After the fall of the Ogigayatsu Uesugi clan, Matsuyama Castle came under the control of the Hōjō and was a major redoubt in their incessant struggles against Uesugi Kenshin. Kenshin managed to seize Matsuyama Castle and went on to lay siege to the Hōjō stronghold at Odawara Castle, but was unable to maintain momentum and eventually withdrew to Echigo Province in 1560. The Hōjō counterattacked as part of an alliance with Takeda Shingen, but as the defenders of the castle were well-prepared, they could not easily retake it. Shingen brought in sappers from Kai Province in an attempt to undermine the defenses but his also failed. After three months, Hōjō Ujiyasu tricked the garrison by telling them at they were completely cut off from rescue, as snows has closed the passes to Echigo, and Kenshin's army was forced into winter camp. Believing this, the garrison surrendered; however, Kenshin was in fact only days away. On hearing if the surrender, Kenshin issued a challenge to combat, but as the Hōjō and Takeda had achieved their objective and were now entrenched in Matsuyama, the challenge was unanswered.

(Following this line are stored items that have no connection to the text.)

use std::env;
use std::process::Command;

fn main() {
    println!("cargo:rerun-if-changed=build.rs");
    println!("cargo:rerun-if-changed=.git/HEAD");

    let git_hash = command_output("git", &["rev-parse", "--short", "HEAD"])
        .filter(|hash| !hash.is_empty())
        .unwrap_or_else(|| "unknown".to_string());
    println!("cargo:rustc-env=SPLITBILL_BUILD_HASH={git_hash}");

    let timestamp = chrono::Utc::now().to_rfc3339_opts(chrono::SecondsFormat::Secs, true);
    println!("cargo:rustc-env=SPLITBILL_BUILD_TIMESTAMP={timestamp}");

    let profile = env::var("PROFILE").unwrap_or_else(|_| "unknown-profile".to_string());
    println!("cargo:rustc-env=SPLITBILL_BUILD_PROFILE={profile}");

    let rustc = command_output("rustc", &["--version"]).unwrap_or_else(|| "unknown".to_string());
    println!("cargo:rustc-env=SPLITBILL_BUILD_RUSTC={rustc}");
}

fn command_output(program: &str, args: &[&str]) -> Option<String> {
    Command::new(program)
        .args(args)
        .output()
        .ok()
        .filter(|output| output.status.success())
        .and_then(|output| String::from_utf8(output.stdout).ok())
        .map(|s| s.trim().to_string())
}
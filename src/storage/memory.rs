use std::{collections::HashMap, sync::Mutex};

use super::{KeyValueStore, Result};
use crate::errors::SplitError;

/// Volatile store for tests and throwaway sessions.
#[derive(Debug, Default)]
pub struct MemoryStore {
    entries: Mutex<HashMap<String, String>>,
}

impl MemoryStore {
    pub fn new() -> Self {
        Self::default()
    }

    /// Seeds the store with `pairs`, e.g. to simulate data left by an earlier run.
    pub fn with_entries<I, K, V>(pairs: I) -> Self
    where
        I: IntoIterator<Item = (K, V)>,
        K: Into<String>,
        V: Into<String>,
    {
        let entries = pairs
            .into_iter()
            .map(|(key, value)| (key.into(), value.into()))
            .collect();
        Self {
            entries: Mutex::new(entries),
        }
    }
}

impl KeyValueStore for MemoryStore {
    fn get(&self, key: &str) -> Result<Option<String>> {
        let entries = self
            .entries
            .lock()
            .map_err(|_| SplitError::Storage("memory store lock poisoned".into()))?;
        Ok(entries.get(key).cloned())
    }

    fn set(&self, key: &str, value: &str) -> Result<()> {
        let mut entries = self
            .entries
            .lock()
            .map_err(|_| SplitError::Storage("memory store lock poisoned".into()))?;
        entries.insert(key.to_string(), value.to_string());
        Ok(())
    }
}

#[cfg(test)]
mod tests {
    use super::*;

    #[test]
    fn set_overwrites_previous_value() {
        let store = MemoryStore::with_entries([("payee", "9123 4567")]);
        store.set("payee", "8765 4321").expect("set");
        assert_eq!(
            store.get("payee").expect("get").as_deref(),
            Some("8765 4321")
        );
    }
}
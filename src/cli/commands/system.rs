use crate::cli::help;
use crate::cli::io;
use crate::cli::output::section as output_section;
use crate::cli::shell_context::{
    apply_output_preferences, CommandError, CommandResult, ShellContext,
};
use crate::core::session::{MAX_PEOPLE_COUNT, MIN_PEOPLE_COUNT};
use crate::core::utils::PathResolver;
use crate::utils::build_info;

use super::{parse_toggle, usage_error, CommandDefinition};

const CONFIG_USAGE: &str = "config [set <key> <value>]";

pub(crate) fn definitions() -> Vec<CommandDefinition> {
    vec![
        CommandDefinition::new(
            "config",
            "Show or change preferences",
            CONFIG_USAGE,
            cmd_config,
        ),
        CommandDefinition::new("version", "Show build metadata", "version", cmd_version),
        CommandDefinition::new(
            "help",
            "Show available commands",
            "help [command]",
            cmd_help,
        ),
        CommandDefinition::new("exit", "Exit the shell", "exit", cmd_exit)
            .with_aliases(&["quit"]),
    ]
}

fn cmd_config(context: &mut ShellContext, args: &[&str]) -> CommandResult {
    match args {
        [] => {
            show_config(context);
            Ok(())
        }
        ["set", key, value @ ..] if !value.is_empty() => {
            set_config(context, key, &value.join(" "))
        }
        _ => Err(usage_error(CONFIG_USAGE)),
    }
}

fn show_config(context: &ShellContext) {
    let config = &context.config;
    output_section("Configuration");
    io::print_info(format!(
        "  default_people_count : {}",
        config.default_people_count
    ));
    io::print_info(format!("  share_title          : {}", config.share_title));
    io::print_info(format!("  ui_color_enabled     : {}", config.ui_color_enabled));
    io::print_info(format!("  plain_output         : {}", config.plain_output));
    io::print_info(format!(
        "  Config file : {}",
        context.config_manager.path().display()
    ));
    io::print_info(format!(
        "  State file  : {}",
        PathResolver::state_file_in(&context.data_dir).display()
    ));
}

fn set_config(context: &mut ShellContext, key: &str, value: &str) -> CommandResult {
    let mut updated = context.config.clone();
    match key {
        "default_people_count" => {
            let count: u32 = value
                .parse()
                .ok()
                .filter(|count| (MIN_PEOPLE_COUNT..=MAX_PEOPLE_COUNT).contains(count))
                .ok_or_else(|| {
                    CommandError::InvalidArguments(format!(
                        "default_people_count must be between {MIN_PEOPLE_COUNT} and {MAX_PEOPLE_COUNT}."
                    ))
                })?;
            updated.default_people_count = count;
        }
        "share_title" => updated.share_title = value.to_string(),
        "ui_color_enabled" => updated.ui_color_enabled = bool_value(key, value)?,
        "plain_output" => updated.plain_output = bool_value(key, value)?,
        other => {
            return Err(CommandError::InvalidArguments(format!(
                "Unknown config key `{other}`."
            )))
        }
    }

    context.config_manager.save(&updated)?;
    apply_output_preferences(&updated);
    context.config = updated;
    io::print_success(format!("{key} updated."));
    Ok(())
}

fn bool_value(key: &str, value: &str) -> Result<bool, CommandError> {
    parse_toggle(value)
        .ok_or_else(|| CommandError::InvalidArguments(format!("{key} expects on or off.")))
}

fn cmd_version(_context: &mut ShellContext, _args: &[&str]) -> CommandResult {
    let meta = build_info::current();
    output_section(format!("splitbill {}", meta.version));
    io::print_info(format!("  Build hash   : {}", meta.git_hash));
    io::print_info(format!("  Built at     : {}", meta.timestamp));
    io::print_info(format!("  Profile      : {}", meta.profile));
    io::print_info(format!("  Rustc        : {}", meta.rustc));
    Ok(())
}

fn cmd_help(context: &mut ShellContext, args: &[&str]) -> CommandResult {
    if let Some(command) = args.first().map(|name| name.to_lowercase()) {
        if let Some(command) = context.command(&command) {
            help::print_command(command);
        } else {
            context.suggest_command(args[0]);
        }
        return Ok(());
    }

    help::print_overview(&context.registry);
    Ok(())
}

fn cmd_exit(_context: &mut ShellContext, _args: &[&str]) -> CommandResult {
    Err(CommandError::ExitRequested)
}
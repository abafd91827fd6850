//! Calculator state plus the history and preferences that outlive it.

use std::sync::Arc;

use crate::{
    core::{
        calculator,
        confirm::ConfirmationPrompt,
        history::{HistoryStore, Selection},
        share::{ShareOutcome, ShareSummary, ShareTarget},
        time::Clock,
    },
    domain::{BillSnapshot, Fees, SnapshotId, Split},
    errors::{Result, SplitError},
    storage::{keys, read_value, write_value, KeyValueStore},
};

pub const MIN_PEOPLE_COUNT: u32 = 1;
pub const MAX_PEOPLE_COUNT: u32 = 20;
pub const DEFAULT_PEOPLE_COUNT: u32 = 4;

/// Inputs currently entered in the calculator.
#[derive(Debug, Clone, PartialEq)]
pub struct CalculatorState {
    pub raw_bill_amount: f64,
    pub people_count: u32,
    pub fees: Fees,
    pub label: String,
    pub payee: String,
}

impl CalculatorState {
    fn new(people_count: u32, payee: String) -> Self {
        Self {
            raw_bill_amount: 0.0,
            people_count,
            fees: Fees::default(),
            label: String::new(),
            payee,
        }
    }

    /// Derived totals, recomputed on every call.
    pub fn split(&self) -> Split {
        calculator::forward(self.raw_bill_amount, self.fees, self.people_count)
    }
}

/// Result of [`BillSession::share`]. `outcome` is `None` when the target errored; the
/// error has already been logged.
#[derive(Debug, Clone, PartialEq)]
pub struct ShareReport {
    pub saved: Option<BillSnapshot>,
    pub outcome: Option<ShareOutcome>,
}

impl ShareReport {
    pub fn failed(&self) -> bool {
        self.outcome.is_none()
    }
}

/// One user's calculator session.
///
/// Headcount and payee are written through to the store on every change; the history
/// persists itself. Bill amount, label and fee flags live only in memory.
pub struct BillSession {
    state: CalculatorState,
    history: HistoryStore,
    selection: Selection,
    store: Arc<dyn KeyValueStore>,
    clock: Box<dyn Clock>,
}

impl BillSession {
    pub fn open(store: Arc<dyn KeyValueStore>, clock: Box<dyn Clock>) -> Self {
        Self::open_with_default_people(store, clock, DEFAULT_PEOPLE_COUNT)
    }

    /// Opens a session, falling back to `default_people` when no headcount was stored.
    pub fn open_with_default_people(
        store: Arc<dyn KeyValueStore>,
        clock: Box<dyn Clock>,
        default_people: u32,
    ) -> Self {
        let people_count = match read_value::<u32, _>(store.as_ref(), keys::PEOPLE_COUNT) {
            Ok(Some(count)) => clamp_people(i64::from(count)),
            Ok(None) => clamp_people(i64::from(default_people)),
            Err(err) => {
                tracing::warn!(error = %err, "stored headcount unreadable, using default");
                clamp_people(i64::from(default_people))
            }
        };
        let payee = match read_value::<String, _>(store.as_ref(), keys::PAYEE) {
            Ok(value) => value.unwrap_or_default(),
            Err(err) => {
                tracing::warn!(error = %err, "stored payee unreadable, leaving blank");
                String::new()
            }
        };
        let history = HistoryStore::load(store.clone());
        tracing::debug!(people_count, history = history.len(), "session opened");

        Self {
            state: CalculatorState::new(people_count, payee),
            history,
            selection: Selection::new(),
            store,
            clock,
        }
    }

    pub fn state(&self) -> &CalculatorState {
        &self.state
    }

    pub fn split(&self) -> Split {
        self.state.split()
    }

    pub fn history(&self) -> &HistoryStore {
        &self.history
    }

    pub fn selection(&self) -> &Selection {
        &self.selection
    }

    /// Negative, NaN and infinite amounts are coerced to zero.
    pub fn set_bill_amount(&mut self, amount: f64) {
        self.state.raw_bill_amount = if amount.is_finite() && amount > 0.0 {
            amount
        } else {
            0.0
        };
    }

    /// Parses free-form input; anything that is not a number becomes zero.
    pub fn set_bill_amount_input(&mut self, input: &str) {
        let amount = input.trim().parse::<f64>().unwrap_or(0.0);
        self.set_bill_amount(amount);
    }

    /// Clamps into `[MIN_PEOPLE_COUNT, MAX_PEOPLE_COUNT]` and persists the result.
    pub fn set_people_count(&mut self, count: i64) -> Result<u32> {
        let clamped = clamp_people(count);
        self.state.people_count = clamped;
        write_value(self.store.as_ref(), keys::PEOPLE_COUNT, &clamped)?;
        Ok(clamped)
    }

    pub fn set_service_charge(&mut self, enabled: bool) {
        self.state.fees.service_charge = enabled;
    }

    pub fn set_tax(&mut self, enabled: bool) {
        self.state.fees.tax = enabled;
    }

    pub fn set_label(&mut self, label: &str) {
        self.state.label = label.to_string();
    }

    pub fn set_payee(&mut self, payee: &str) -> Result<()> {
        self.state.payee = payee.trim().to_string();
        write_value(self.store.as_ref(), keys::PAYEE, &self.state.payee)
    }

    /// Clears the bill and restores default fees. Headcount and payee are kept.
    pub fn reset(&mut self) {
        self.state.raw_bill_amount = 0.0;
        self.state.label.clear();
        self.state.fees = Fees::default();
    }

    /// Appends the current calculation to history. A zero bill is not saved.
    pub fn save_to_history(&mut self) -> Result<Option<BillSnapshot>> {
        if self.state.raw_bill_amount == 0.0 {
            tracing::debug!("skipping save of an empty bill");
            return Ok(None);
        }
        let snapshot = BillSnapshot::new(
            &self.state.label,
            self.state.fees,
            self.state.people_count,
            self.split(),
            self.clock.now(),
        );
        self.history.append(snapshot.clone())?;
        Ok(Some(snapshot))
    }

    /// Loads a saved bill back into the calculator. Returns `false` when `id` is unknown.
    ///
    /// The raw amount is reconstructed with [`calculator::inverse`], so it can differ from
    /// what was originally typed by a cent.
    pub fn restore(&mut self, id: &SnapshotId) -> Result<bool> {
        let snapshot = match self.history.restore(id) {
            Ok(snapshot) => snapshot.clone(),
            Err(SplitError::NotFound(missing)) => {
                tracing::debug!(id = %missing, "restore skipped, entry not found");
                return Ok(false);
            }
            Err(err) => return Err(err),
        };
        self.state.label = snapshot.label.clone();
        self.state.raw_bill_amount = calculator::inverse(&snapshot);
        self.state.fees = snapshot.fees();
        self.set_people_count(i64::from(snapshot.people_count))?;
        Ok(true)
    }

    /// Saves the current bill, then hands a text summary to `target`.
    ///
    /// Neither a failed save nor a failed share undoes the other.
    pub fn share(&mut self, target: &mut dyn ShareTarget, title: &str) -> ShareReport {
        let saved = match self.save_to_history() {
            Ok(saved) => saved,
            Err(err) => {
                tracing::warn!(error = %err, "could not persist bill before sharing");
                None
            }
        };
        let text = ShareSummary {
            label: &self.state.label,
            fees: self.state.fees,
            people_count: self.state.people_count,
            split: self.split(),
            payee: &self.state.payee,
        }
        .render();

        let outcome = match target.share(title, &text) {
            Ok(outcome) => {
                tracing::info!(?outcome, "share finished");
                Some(outcome)
            }
            Err(err) => {
                tracing::error!(error = %err, "error sharing bill");
                None
            }
        };
        ShareReport { saved, outcome }
    }

    pub fn toggle_selection(&mut self, id: &SnapshotId) -> bool {
        self.selection.toggle(id)
    }

    pub fn toggle_select_all(&mut self) {
        self.selection.toggle_all(self.history.ids());
    }

    pub fn clear_selection(&mut self) {
        self.selection.clear();
    }

    pub fn delete_history_entry(&mut self, id: &SnapshotId) -> Result<bool> {
        let removed = self.history.delete(id)?;
        self.selection.retain_existing(&self.history);
        Ok(removed)
    }

    /// Deletes every selected entry after `prompt` confirms.
    pub fn delete_selected(&mut self, prompt: &dyn ConfirmationPrompt) -> Result<usize> {
        self.history.delete_selection(&mut self.selection, prompt)
    }
}

fn clamp_people(count: i64) -> u32 {
    count.clamp(i64::from(MIN_PEOPLE_COUNT), i64::from(MAX_PEOPLE_COUNT)) as u32
}
#![doc(test(attr(deny(warnings))))]

//! splitbill turns a restaurant bill, a headcount and optional service charge/tax into
//! a per-person share, and keeps a short persisted history of recent splits.

pub mod cli;
pub mod config;
pub mod core;
pub mod domain;
pub mod errors;
pub mod storage;
pub mod utils;

use std::sync::Once;

static INIT_TRACING: Once = Once::new();

/// Initializes global tracing and emits a startup debug log.
pub fn init() {
    INIT_TRACING.call_once(|| {
        utils::init_tracing();
        tracing::debug!(
            build = %utils::build_info::current().summary(),
            "splitbill tracing initialized"
        );
    });
}

#[cfg(test)]
mod tests {
    #[test]
    fn init_does_not_panic() {
        super::init();
    }
}
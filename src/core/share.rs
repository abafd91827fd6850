use crate::domain::{Fees, Split};
use crate::errors::Result;

pub const DEFAULT_SHARE_TITLE: &str = "Bill Splitter";
const DEFAULT_SHARE_LABEL: &str = "Dinner";
const PAYEE_PLACEHOLDER: &str = "[ENTER_NUMBER]";

/// How a share request ended. None of these are errors from the session's point of view.
#[derive(Debug, Clone, Copy, PartialEq, Eq)]
pub enum ShareOutcome {
    Shared,
    Cancelled,
    Unsupported,
}

/// Platform share sheet, clipboard, or anything else that accepts a text summary.
pub trait ShareTarget {
    fn share(&mut self, title: &str, text: &str) -> Result<ShareOutcome>;
}

/// Inputs needed to render a share summary.
#[derive(Debug, Clone, Copy)]
pub struct ShareSummary<'a> {
    pub label: &'a str,
    pub fees: Fees,
    pub people_count: u32,
    pub split: Split,
    pub payee: &'a str,
}

impl ShareSummary<'_> {
    pub fn render(&self) -> String {
        let label = non_empty_or(self.label, DEFAULT_SHARE_LABEL);
        let payee = non_empty_or(self.payee, PAYEE_PLACEHOLDER);
        format!(
            "Bill Breakdown: {label}\n\
             Total Bill: ${:.2} ({})\n\
             Split: {} pax\n\
             Each person owes: ${:.2}\n\
             PayNow to: {payee}",
            self.split.total_with_fees,
            self.fees.short_codes(),
            self.people_count,
            self.split.amount_per_person,
        )
    }
}

fn non_empty_or<'a>(value: &'a str, fallback: &'a str) -> &'a str {
    let trimmed = value.trim();
    if trimmed.is_empty() {
        fallback
    } else {
        trimmed
    }
}
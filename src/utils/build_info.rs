/// Compile-time build metadata produced by `build.rs`.
#[derive(Debug, Clone, Copy)]
pub struct BuildMetadata {
    pub version: &'static str,
    pub git_hash: &'static str,
    pub timestamp: &'static str,
    pub profile: &'static str,
    pub rustc: &'static str,
}

/// Returns the statically-embedded build metadata.
pub fn current() -> BuildMetadata {
    BuildMetadata {
        version: env!("CARGO_PKG_VERSION"),
        git_hash: option_env!("SPLITBILL_BUILD_HASH").unwrap_or("unknown"),
        timestamp: option_env!("SPLITBILL_BUILD_TIMESTAMP").unwrap_or("unknown"),
        profile: option_env!("SPLITBILL_BUILD_PROFILE").unwrap_or("unknown"),
        rustc: option_env!("SPLITBILL_BUILD_RUSTC").unwrap_or("unknown"),
    }
}

impl BuildMetadata {
    pub fn summary(&self) -> String {
        format!(
            "splitbill {} ({} {}, built {} with {})",
            self.version, self.git_hash, self.profile, self.timestamp, self.rustc
        )
    }
}
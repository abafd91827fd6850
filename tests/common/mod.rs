#![allow(dead_code)]

use std::{
    path::{Path, PathBuf},
    sync::{Arc, Mutex},
};

use chrono::{TimeZone, Utc};
use once_cell::sync::Lazy;
use splitbill::{
    core::{BillSession, FixedClock},
    storage::{JsonStore, MemoryStore},
};
use tempfile::TempDir;

/// Holds TempDir guards so temporary folders live for the duration of the test run.
static TEST_DIRS: Lazy<Mutex<Vec<TempDir>>> = Lazy::new(|| Mutex::new(Vec::new()));

/// Creates a unique data directory that outlives the calling test.
pub fn temp_base() -> PathBuf {
    let temp = TempDir::new().expect("create temp dir");
    let base = temp.path().to_path_buf();
    TEST_DIRS.lock().expect("lock temp dir registry").push(temp);
    base
}

pub fn fixed_clock() -> Box<FixedClock> {
    Box::new(FixedClock(
        Utc.with_ymd_and_hms(2025, 3, 14, 19, 30, 0).unwrap(),
    ))
}

/// Session persisted to `state.json` under `base`.
pub fn json_session(base: &Path) -> BillSession {
    let store = JsonStore::new(Some(base.to_path_buf())).expect("create json store");
    BillSession::open(Arc::new(store), fixed_clock())
}

/// Session over an in-memory store, returned with the store for inspection.
pub fn memory_session() -> (BillSession, Arc<MemoryStore>) {
    let store = Arc::new(MemoryStore::new());
    (BillSession::open(store.clone(), fixed_clock()), store)
}
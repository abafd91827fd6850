/// Yes/no gate consulted before destructive operations.
///
/// Returning `false` covers both an explicit "no" and a dismissed prompt.
pub trait ConfirmationPrompt {
    fn confirm(&self, message: &str) -> bool;
}

impl<F> ConfirmationPrompt for F
where
    F: Fn(&str) -> bool,
{
    fn confirm(&self, message: &str) -> bool {
        self(message)
    }
}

Afterwards, the castle was maintained by the Hōjō clan. It was retaken by Kenshin once, but recaptured by the Hōjō once again. At the time of the Odawara Campaign, Toyotomi Hideyoshi sent an army of 40,000 men led by Maeda Toshiie and Uesugi Kagekatsu against Musashi-Matsuyama, and its 2300 defenders surrendered without resistance. The castle was used until 1601, when it was abandoned.

At present, the outlines of the enclosures and moats remain in good shape. In 2008, the site received protection as one of the four "Hiki Fortification ruins" in Saitama, including the Sugaya Yakata, Sugiyama Castle, and Ogura Castle. The castle site is a 15-minute walk from Higashi-Matsuyama Station on the Tōbu Tōjō Line.